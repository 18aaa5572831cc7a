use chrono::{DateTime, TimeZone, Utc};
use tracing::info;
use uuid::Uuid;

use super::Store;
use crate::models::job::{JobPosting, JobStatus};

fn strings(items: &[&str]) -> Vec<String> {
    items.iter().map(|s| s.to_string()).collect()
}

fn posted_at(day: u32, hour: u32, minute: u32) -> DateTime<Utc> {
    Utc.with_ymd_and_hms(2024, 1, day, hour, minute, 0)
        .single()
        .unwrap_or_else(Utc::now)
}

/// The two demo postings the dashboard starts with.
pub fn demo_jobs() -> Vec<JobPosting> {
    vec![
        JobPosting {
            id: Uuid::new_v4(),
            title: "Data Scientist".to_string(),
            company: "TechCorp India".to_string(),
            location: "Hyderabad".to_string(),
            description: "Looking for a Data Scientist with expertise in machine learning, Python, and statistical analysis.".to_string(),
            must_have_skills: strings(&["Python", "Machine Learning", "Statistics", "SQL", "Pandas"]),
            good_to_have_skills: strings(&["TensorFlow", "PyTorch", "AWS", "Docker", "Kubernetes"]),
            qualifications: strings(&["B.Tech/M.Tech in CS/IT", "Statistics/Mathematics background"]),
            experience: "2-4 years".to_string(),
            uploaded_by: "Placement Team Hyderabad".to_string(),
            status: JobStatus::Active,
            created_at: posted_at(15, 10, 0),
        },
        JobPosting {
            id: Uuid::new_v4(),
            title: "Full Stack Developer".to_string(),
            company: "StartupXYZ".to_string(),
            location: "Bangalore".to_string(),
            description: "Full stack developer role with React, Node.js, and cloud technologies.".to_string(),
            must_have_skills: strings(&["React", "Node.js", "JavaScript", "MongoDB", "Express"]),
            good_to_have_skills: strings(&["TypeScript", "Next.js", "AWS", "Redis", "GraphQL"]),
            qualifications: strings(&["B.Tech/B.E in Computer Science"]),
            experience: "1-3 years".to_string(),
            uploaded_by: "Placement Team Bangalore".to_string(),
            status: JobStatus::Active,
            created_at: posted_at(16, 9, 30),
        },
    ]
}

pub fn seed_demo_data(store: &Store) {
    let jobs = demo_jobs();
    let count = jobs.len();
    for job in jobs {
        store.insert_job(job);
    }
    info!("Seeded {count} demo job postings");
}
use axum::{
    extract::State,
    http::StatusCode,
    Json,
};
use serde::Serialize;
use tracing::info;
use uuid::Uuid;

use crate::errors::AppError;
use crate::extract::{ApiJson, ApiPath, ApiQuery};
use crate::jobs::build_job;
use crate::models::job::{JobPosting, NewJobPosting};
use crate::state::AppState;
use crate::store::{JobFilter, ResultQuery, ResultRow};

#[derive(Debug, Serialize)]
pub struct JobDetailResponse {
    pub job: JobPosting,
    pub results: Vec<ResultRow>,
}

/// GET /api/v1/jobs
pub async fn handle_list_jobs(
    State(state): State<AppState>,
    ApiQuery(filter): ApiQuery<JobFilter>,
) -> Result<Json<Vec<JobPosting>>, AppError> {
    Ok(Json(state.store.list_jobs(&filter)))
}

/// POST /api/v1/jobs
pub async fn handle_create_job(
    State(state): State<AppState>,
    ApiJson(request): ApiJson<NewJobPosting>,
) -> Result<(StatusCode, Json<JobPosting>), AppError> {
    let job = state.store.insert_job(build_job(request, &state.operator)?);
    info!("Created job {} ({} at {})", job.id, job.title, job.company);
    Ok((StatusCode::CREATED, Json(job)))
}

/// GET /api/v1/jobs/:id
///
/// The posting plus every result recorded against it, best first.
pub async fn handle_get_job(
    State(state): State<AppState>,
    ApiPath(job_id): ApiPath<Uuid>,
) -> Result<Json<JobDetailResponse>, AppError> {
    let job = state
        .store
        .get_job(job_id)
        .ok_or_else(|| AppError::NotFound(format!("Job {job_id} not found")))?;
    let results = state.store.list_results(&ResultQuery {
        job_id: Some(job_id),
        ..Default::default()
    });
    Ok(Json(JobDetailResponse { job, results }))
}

-*-

PROBLEM = Extract every line containing the string "JobFilter" from the data above.

EXERCISE SOLUTION =
use crate::store::{JobFilter, ResultQuery, ResultRow};
    ApiQuery(filter): ApiQuery<JobFilter>,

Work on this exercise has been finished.